On Tue, Sep 27, 2022 at 04:15:02AM +0800, Kees Cook wrote:
> On Mon, Sep 26, 2022 at 09:11:24PM +0200, Andrey Konovalov wrote:
> > On Tue, Sep 13, 2022 at 8:54 AM Feng Tang <feng.tang@...el.com> wrote:
> > >
> > 
> > Hi Feng,
> > 
> > > kzalloc/kmalloc will round up the request size to a fixed size
> > > (mostly power of 2), so the allocated memory could be more than
> > > requested. Currently kzalloc family APIs will zero all the
> > > allocated memory.
> > >
> > > To detect out-of-bound usage of the extra allocated memory, only
> > > zero the requested part, so that sanity check could be added to
> > > the extra space later.
> > 
> > I still don't like the idea of only zeroing the requested memory and
> > not the whole object. Considering potential info-leak vulnerabilities.
> 
> I really really do not like reducing the zeroing size. We're trying to
> be proactive against _flaws_, which means that when there's a memory
> over-read (or uninitialized use), suddenly the scope of the exposure (or
> control) is wider/looser.
> 
> Imagine the (unfortunately very common) case of use-after-free attacks,
> which leverage type confusion: some object is located in kmalloc-128
> because it's 126 bytes. That slot gets freed and reallocated to, say, a
> 97 byte object going through kzalloc() or zero-on-init. With this patch
> the bytes above the 97 don't get zeroed, and the stale data from the
> prior 126 byte object say there happily to be used again later through
> a dangling pointer, or whatever.
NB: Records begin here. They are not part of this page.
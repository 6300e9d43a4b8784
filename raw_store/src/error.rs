#[cfg(feature = "std")]
use std::collections::TryReserveError;

#[cfg(not(feature = "std"))]
use alloc::collections::TryReserveError;

#[cfg(feature = "std")]
use thiserror::Error;

/// Storage errors.
#[cfg_attr(feature = "std", derive(Error))]
#[derive(Debug)]
pub enum StoreError {
    /// The allocator could not satisfy a grow request.
    #[cfg_attr(feature = "std", error("allocation failure: {0}"))]
    Alloc(TryReserveError),

    /// Out-of-bounds access.
    #[cfg_attr(feature = "std", error("index {0} out of bounds"))]
    OutOfBounds(usize),
}

impl From<TryReserveError> for StoreError {
    fn from(err: TryReserveError) -> Self {
        StoreError::Alloc(err)
    }
}

#[cfg(not(feature = "std"))]
impl core::fmt::Display for StoreError {
    fn fmt(&self, f: &mut core::fmt::Formatter<'_>) -> core::fmt::Result {
        match self {
            StoreError::Alloc(e) => write!(f, "allocation failure: {}", e),
            StoreError::OutOfBounds(i) => write!(f, "index {} out of bounds", i),
        }
    }
}
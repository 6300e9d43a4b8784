//! # raw_store
//!
//! Exclusively-owned, growable typed storage with fallible allocation.
//!
//! Every operation that can grow the underlying buffer goes through the
//! `try_reserve` family, so running out of memory surfaces as a
//! [`StoreError`] the caller can handle instead of an abort.
//!
//! ```rust
//! use raw_store::Container;
//!
//! let mut bytes = Container::<u8>::zeroed(4).expect("allocation failed");
//! bytes[0] = 0xAB;
//! assert_eq!(bytes.as_slice(), &[0xAB, 0, 0, 0]);
//! ```

#![cfg_attr(not(feature = "std"), no_std)]

#[cfg(not(feature = "std"))]
extern crate alloc;

pub mod container;
pub mod error;
#[doc(hidden)]
pub mod storage;

pub use container::Container;
pub use error::StoreError;
pub use storage::Storage;
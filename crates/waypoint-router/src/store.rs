//! The router store and its action handle.
//!
//! Actions never touch the state directly. They compute the next URL, hand it
//! to [`History`], and return. The state is replaced only when the backend
//! reports the committed location through [`RouterStore::on_location_change`].

use std::rc::Rc;

use waypoint_core::{Dispose, Signal, SubId, signal};

use crate::error::{Result, RouterError};
use crate::history::History;
use crate::location::{Location, PathParams, QueryMap, QueryUpdate, merge_path_param};
use crate::matcher::RouteMatcher;
use crate::pattern::Route;
use crate::selector::Store;
use crate::state::{EntireRouterState, RouterState};

pub struct RouterStore {
    state: Signal<Rc<EntireRouterState>>,
    history: Rc<dyn History>,
    matcher: Rc<dyn RouteMatcher>,
}

impl RouterStore {
    pub fn new(
        history: Rc<dyn History>,
        routes: Vec<Route>,
        matcher: Rc<dyn RouteMatcher>,
    ) -> Self {
        let initial = EntireRouterState::initial(history.location(), routes.into(), &*matcher);
        Self {
            state: signal(Rc::new(initial)),
            history,
            matcher,
        }
    }

    pub fn state(&self) -> RouterState {
        RouterState(self.state.get())
    }

    /// Replace the whole state for a committed location and notify subscribers.
    pub fn on_location_change(&self, location: Location) {
        let next = self.state.with(|s| s.next(location, &*self.matcher));
        log::debug!(
            "router: location -> {} (route: {})",
            next.location,
            next.route().map(|r| r.name.as_str()).unwrap_or("<none>")
        );
        self.state.set(Rc::new(next));
    }

    /// Start following the history backend. Running the guard stops it.
    pub fn connect(self: &Rc<Self>) -> Dispose {
        let weak = Rc::downgrade(self);
        self.history.listen(Box::new(move |location| {
            if let Some(store) = weak.upgrade() {
                store.on_location_change(location.clone());
            }
        }))
    }

    /// Live subscriber count, for leak checks.
    pub fn subscriber_count(&self) -> usize {
        self.state.subscriber_count()
    }

    pub fn actions(self: &Rc<Self>) -> RouterActions {
        RouterActions {
            store: self.clone(),
        }
    }

    fn navigate(&self, location: &Location, replace: bool) {
        let url = location.to_url();
        if replace {
            log::debug!("router: replace {url}");
            self.history.replace(&url);
        } else {
            log::debug!("router: push {url}");
            self.history.push(&url);
        }
    }

    fn query_target<K, U>(&self, partial: impl IntoIterator<Item = (K, U)>) -> Location
    where
        K: AsRef<str>,
        U: Into<QueryUpdate>,
    {
        self.state.with(|s| {
            let mut query: QueryMap = (*s.query).clone();
            for (key, update) in partial {
                query.apply(key.as_ref(), update.into());
            }
            s.location.with_query(&query)
        })
    }

    fn path_target<K, V>(&self, partial: impl IntoIterator<Item = (K, V)>) -> Result<Location>
    where
        K: AsRef<str>,
        V: Into<String>,
    {
        self.state.with(|s| {
            let Some(m) = s.route_match.as_ref() else {
                return Err(RouterError::NoActiveRoute {
                    pathname: s.location.pathname.clone(),
                });
            };
            let mut params = m.params.clone();
            for (key, value) in partial {
                params = merge_path_param(&params, key.as_ref(), value);
            }
            let mut pathname = m.route.pattern().expand(&params)?;
            if s.location.pathname.len() > 1
                && s.location.pathname.ends_with('/')
                && !pathname.ends_with('/')
            {
                pathname.push('/');
            }
            Ok(s.location.with_pathname(pathname))
        })
    }
}

impl Store for RouterStore {
    type State = EntireRouterState;
    type Actions = RouterActions;

    fn snapshot(&self) -> Rc<EntireRouterState> {
        self.state.get()
    }

    fn subscribe(&self, f: Box<dyn Fn(&Rc<EntireRouterState>)>) -> SubId {
        self.state.subscribe(f)
    }

    fn unsubscribe(&self, id: SubId) -> bool {
        self.state.unsubscribe(id)
    }

    fn action_handle(this: &Rc<Self>) -> RouterActions {
        this.actions()
    }
}

/// Cloneable handle to the store's actions. Holds no state of its own.
#[derive(Clone)]
pub struct RouterActions {
    store: Rc<RouterStore>,
}

impl PartialEq for RouterActions {
    fn eq(&self, other: &Self) -> bool {
        Rc::ptr_eq(&self.store, &other.store)
    }
}

impl RouterActions {
    /// Current state, without subscribing to it.
    pub fn state(&self) -> RouterState {
        self.store.state()
    }

    pub fn push(&self, url: &str) {
        log::debug!("router: push {url}");
        self.store.history.push(url);
    }

    pub fn replace(&self, url: &str) {
        log::debug!("router: replace {url}");
        self.store.history.replace(url);
    }

    /// Merge query updates into the current query and push the result.
    ///
    /// Unrelated keys keep their positions; new keys are appended.
    pub fn push_query_param<K, U>(&self, partial: impl IntoIterator<Item = (K, U)>)
    where
        K: AsRef<str>,
        U: Into<QueryUpdate>,
    {
        let target = self.store.query_target(partial);
        self.store.navigate(&target, false);
    }

    pub fn replace_query_param<K, U>(&self, partial: impl IntoIterator<Item = (K, U)>)
    where
        K: AsRef<str>,
        U: Into<QueryUpdate>,
    {
        let target = self.store.query_target(partial);
        self.store.navigate(&target, true);
    }

    /// Rewrite path params through the matched route's pattern and push.
    ///
    /// Fails with [`RouterError::NoActiveRoute`] when nothing is matched and
    /// with [`RouterError::InvalidPathParam`] for an empty value; nothing is
    /// pushed in either case. A trailing slash on the current pathname is kept.
    pub fn push_path_param<K, V>(&self, partial: impl IntoIterator<Item = (K, V)>) -> Result<()>
    where
        K: AsRef<str>,
        V: Into<String>,
    {
        let target = self.store.path_target(partial)?;
        self.store.navigate(&target, false);
        Ok(())
    }

    pub fn replace_path_param<K, V>(
        &self,
        partial: impl IntoIterator<Item = (K, V)>,
    ) -> Result<()>
    where
        K: AsRef<str>,
        V: Into<String>,
    {
        let target = self.store.path_target(partial)?;
        self.store.navigate(&target, true);
        Ok(())
    }

    /// Push the route called `name`, expanded with `params`, carrying `query`.
    pub fn push_to(&self, name: &str, params: &PathParams, query: &QueryMap) -> Result<()> {
        let pathname = self.store.state.with(|s| {
            let route = s
                .routes
                .iter()
                .find(|r| r.name == name)
                .ok_or_else(|| RouterError::UnknownRoute(name.to_string()))?;
            route.pattern().expand(params)
        })?;
        self.store
            .navigate(&Location::new(pathname, query, ""), false);
        Ok(())
    }
}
Without the proposed patch, the entire
> 128 bytes is wiped, which makes stale data re-use more difficult.

Thanks for the details explaination, which is a valid concern.

And Andrey's suggestion is a good solution: only reduce the zeroing
size for kmalloc-redzone enabled objects, as the extra space will be
redzoned, and no info will be leaked.